# Task instructions:
Nothing but a number is needed: the count of lines below that include "npoints".

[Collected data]
——
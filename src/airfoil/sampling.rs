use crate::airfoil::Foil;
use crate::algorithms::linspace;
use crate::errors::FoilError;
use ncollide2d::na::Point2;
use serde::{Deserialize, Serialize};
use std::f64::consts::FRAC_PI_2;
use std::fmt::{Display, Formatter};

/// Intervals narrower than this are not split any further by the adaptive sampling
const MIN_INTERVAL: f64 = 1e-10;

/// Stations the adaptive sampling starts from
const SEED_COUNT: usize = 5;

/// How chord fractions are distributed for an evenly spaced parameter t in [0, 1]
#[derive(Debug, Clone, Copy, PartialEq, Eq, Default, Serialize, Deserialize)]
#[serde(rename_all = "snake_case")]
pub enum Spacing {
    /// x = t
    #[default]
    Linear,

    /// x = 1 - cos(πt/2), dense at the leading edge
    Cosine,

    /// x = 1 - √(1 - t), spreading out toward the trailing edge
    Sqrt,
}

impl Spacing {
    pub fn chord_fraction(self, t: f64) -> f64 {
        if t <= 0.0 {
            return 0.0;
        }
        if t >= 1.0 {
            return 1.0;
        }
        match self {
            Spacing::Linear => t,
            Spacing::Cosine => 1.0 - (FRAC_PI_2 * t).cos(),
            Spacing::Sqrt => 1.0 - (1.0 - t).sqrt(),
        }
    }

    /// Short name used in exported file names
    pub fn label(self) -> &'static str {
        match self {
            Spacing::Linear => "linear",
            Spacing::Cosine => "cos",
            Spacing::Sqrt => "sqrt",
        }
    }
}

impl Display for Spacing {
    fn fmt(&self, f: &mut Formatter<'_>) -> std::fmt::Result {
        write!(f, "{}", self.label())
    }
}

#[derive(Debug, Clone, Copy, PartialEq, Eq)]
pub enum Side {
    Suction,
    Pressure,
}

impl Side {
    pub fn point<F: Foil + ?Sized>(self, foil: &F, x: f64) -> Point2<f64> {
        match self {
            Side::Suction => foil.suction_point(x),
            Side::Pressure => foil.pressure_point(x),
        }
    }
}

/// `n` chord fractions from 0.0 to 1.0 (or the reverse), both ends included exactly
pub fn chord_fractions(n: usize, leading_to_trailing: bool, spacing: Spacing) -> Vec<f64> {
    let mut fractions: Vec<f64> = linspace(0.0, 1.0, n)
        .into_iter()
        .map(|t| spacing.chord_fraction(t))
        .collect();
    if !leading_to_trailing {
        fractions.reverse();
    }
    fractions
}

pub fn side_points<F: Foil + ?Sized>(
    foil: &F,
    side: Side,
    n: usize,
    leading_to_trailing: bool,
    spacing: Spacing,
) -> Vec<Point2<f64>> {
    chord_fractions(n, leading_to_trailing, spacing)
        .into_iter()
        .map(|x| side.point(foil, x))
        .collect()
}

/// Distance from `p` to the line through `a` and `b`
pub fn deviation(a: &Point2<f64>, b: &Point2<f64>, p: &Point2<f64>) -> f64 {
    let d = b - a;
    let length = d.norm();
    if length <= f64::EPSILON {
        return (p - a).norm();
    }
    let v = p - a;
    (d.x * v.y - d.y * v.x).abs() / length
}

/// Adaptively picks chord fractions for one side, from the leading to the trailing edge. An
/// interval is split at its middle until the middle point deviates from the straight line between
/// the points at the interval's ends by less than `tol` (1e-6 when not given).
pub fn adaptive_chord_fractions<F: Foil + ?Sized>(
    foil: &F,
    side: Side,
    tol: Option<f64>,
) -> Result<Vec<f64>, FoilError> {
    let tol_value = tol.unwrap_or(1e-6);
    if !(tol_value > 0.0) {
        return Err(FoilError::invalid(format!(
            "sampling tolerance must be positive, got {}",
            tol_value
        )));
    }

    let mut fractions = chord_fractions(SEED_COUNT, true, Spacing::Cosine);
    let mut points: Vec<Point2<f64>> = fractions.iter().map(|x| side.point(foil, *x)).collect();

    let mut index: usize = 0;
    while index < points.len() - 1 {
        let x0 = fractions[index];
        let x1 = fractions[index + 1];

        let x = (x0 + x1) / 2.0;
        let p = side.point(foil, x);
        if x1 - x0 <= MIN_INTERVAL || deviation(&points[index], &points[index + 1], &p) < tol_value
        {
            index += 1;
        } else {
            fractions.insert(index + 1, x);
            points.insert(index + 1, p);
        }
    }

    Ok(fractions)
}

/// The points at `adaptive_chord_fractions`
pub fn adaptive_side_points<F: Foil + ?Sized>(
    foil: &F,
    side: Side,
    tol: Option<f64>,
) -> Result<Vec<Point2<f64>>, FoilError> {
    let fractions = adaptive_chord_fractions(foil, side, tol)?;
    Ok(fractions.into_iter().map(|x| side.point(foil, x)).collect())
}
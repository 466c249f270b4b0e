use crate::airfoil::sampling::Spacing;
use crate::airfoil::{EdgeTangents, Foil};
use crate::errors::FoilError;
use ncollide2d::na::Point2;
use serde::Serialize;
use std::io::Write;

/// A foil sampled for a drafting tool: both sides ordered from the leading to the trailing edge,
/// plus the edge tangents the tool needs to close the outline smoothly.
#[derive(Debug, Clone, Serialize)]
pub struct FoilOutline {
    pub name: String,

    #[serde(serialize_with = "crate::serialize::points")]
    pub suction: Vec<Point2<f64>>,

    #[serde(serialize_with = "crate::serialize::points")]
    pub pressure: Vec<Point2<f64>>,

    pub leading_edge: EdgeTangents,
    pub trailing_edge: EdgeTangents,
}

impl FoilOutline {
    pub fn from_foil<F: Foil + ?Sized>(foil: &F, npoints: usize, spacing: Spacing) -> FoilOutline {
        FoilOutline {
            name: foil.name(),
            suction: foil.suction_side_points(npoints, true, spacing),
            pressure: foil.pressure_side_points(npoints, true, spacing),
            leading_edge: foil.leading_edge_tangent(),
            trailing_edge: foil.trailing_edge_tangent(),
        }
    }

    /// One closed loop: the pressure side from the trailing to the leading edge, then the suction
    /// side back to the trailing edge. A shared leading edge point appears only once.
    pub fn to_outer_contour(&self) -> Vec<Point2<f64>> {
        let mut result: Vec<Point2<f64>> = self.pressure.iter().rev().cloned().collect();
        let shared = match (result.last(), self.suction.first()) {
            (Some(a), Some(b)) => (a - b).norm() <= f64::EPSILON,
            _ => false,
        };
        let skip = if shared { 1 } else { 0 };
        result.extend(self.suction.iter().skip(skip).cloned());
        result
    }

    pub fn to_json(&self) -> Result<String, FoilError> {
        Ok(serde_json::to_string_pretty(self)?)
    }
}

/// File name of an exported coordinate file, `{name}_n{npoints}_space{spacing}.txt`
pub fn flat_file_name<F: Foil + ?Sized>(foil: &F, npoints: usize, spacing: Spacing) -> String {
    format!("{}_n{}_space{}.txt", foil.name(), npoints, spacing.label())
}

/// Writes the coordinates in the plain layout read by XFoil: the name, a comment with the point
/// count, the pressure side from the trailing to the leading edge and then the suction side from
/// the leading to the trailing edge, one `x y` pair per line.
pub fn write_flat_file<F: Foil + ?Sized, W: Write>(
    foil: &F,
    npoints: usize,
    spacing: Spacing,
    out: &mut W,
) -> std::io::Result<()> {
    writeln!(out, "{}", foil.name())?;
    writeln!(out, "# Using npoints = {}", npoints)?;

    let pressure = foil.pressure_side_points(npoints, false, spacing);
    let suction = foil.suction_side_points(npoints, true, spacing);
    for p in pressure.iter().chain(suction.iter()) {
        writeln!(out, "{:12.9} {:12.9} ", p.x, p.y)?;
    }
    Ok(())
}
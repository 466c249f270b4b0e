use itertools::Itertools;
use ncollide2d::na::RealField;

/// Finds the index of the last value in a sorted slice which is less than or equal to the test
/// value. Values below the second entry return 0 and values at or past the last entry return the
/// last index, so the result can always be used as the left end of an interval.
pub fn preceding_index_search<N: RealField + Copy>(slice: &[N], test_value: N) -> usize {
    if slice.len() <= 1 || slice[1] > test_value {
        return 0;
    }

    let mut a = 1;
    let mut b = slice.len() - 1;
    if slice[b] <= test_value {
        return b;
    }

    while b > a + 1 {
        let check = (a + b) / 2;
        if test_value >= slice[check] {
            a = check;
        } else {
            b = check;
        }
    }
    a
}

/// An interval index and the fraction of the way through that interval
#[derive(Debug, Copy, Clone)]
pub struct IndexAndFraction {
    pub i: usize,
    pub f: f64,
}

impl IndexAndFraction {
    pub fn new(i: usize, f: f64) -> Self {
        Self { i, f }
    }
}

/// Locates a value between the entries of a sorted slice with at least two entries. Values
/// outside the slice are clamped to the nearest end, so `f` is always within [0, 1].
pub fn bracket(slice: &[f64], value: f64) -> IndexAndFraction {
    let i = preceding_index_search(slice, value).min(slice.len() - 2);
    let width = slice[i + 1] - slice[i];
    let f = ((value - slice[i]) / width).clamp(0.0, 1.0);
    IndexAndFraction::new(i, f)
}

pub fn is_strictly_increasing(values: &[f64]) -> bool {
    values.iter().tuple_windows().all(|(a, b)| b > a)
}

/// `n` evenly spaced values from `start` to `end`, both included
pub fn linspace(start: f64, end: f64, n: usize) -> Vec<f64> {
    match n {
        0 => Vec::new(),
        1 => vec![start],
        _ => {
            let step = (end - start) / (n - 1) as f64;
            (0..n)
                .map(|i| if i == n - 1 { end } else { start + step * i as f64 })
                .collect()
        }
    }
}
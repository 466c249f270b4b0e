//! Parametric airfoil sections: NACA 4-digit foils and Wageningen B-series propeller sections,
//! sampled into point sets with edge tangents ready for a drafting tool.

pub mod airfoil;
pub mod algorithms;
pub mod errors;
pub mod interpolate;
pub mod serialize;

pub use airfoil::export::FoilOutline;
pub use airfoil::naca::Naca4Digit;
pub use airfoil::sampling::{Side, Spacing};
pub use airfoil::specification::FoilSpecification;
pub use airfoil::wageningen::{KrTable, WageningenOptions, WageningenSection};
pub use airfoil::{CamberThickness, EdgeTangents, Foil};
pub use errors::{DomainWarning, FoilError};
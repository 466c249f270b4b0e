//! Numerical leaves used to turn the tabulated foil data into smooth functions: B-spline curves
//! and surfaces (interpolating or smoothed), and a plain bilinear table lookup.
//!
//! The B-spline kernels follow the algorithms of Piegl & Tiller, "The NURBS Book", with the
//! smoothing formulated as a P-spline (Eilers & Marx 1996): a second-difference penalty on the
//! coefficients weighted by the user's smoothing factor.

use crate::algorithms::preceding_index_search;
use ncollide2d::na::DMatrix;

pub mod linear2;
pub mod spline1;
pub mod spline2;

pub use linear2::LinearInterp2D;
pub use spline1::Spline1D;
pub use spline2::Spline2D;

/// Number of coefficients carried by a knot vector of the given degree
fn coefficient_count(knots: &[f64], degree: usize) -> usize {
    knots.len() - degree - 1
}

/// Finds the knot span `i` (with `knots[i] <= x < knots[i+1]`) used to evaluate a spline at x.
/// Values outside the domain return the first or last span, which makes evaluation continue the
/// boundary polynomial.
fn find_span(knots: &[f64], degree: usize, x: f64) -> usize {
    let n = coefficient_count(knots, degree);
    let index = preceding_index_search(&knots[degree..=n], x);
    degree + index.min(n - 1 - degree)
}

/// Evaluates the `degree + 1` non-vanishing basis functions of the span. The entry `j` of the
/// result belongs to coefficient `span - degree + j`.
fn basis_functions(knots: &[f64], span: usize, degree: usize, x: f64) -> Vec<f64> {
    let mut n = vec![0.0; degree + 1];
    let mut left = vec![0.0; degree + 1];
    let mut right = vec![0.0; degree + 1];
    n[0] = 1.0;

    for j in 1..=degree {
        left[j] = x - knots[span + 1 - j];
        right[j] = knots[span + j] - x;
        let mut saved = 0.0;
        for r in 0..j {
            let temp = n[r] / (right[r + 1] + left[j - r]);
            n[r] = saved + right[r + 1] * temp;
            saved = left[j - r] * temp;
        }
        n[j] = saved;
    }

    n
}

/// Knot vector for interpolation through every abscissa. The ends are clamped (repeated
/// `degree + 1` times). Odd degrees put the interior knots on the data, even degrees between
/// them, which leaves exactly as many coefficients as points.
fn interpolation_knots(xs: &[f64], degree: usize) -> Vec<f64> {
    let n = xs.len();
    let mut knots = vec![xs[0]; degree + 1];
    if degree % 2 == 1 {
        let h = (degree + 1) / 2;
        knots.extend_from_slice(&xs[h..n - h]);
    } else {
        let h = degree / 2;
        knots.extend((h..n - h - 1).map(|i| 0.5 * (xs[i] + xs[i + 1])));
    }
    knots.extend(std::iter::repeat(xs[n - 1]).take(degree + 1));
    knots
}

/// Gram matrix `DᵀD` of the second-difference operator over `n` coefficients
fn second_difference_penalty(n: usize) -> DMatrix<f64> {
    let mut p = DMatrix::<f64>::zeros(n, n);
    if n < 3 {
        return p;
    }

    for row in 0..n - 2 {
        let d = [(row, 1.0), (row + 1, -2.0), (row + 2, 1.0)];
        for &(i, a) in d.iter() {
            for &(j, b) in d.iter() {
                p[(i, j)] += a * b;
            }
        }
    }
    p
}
——
# Result for this task:
10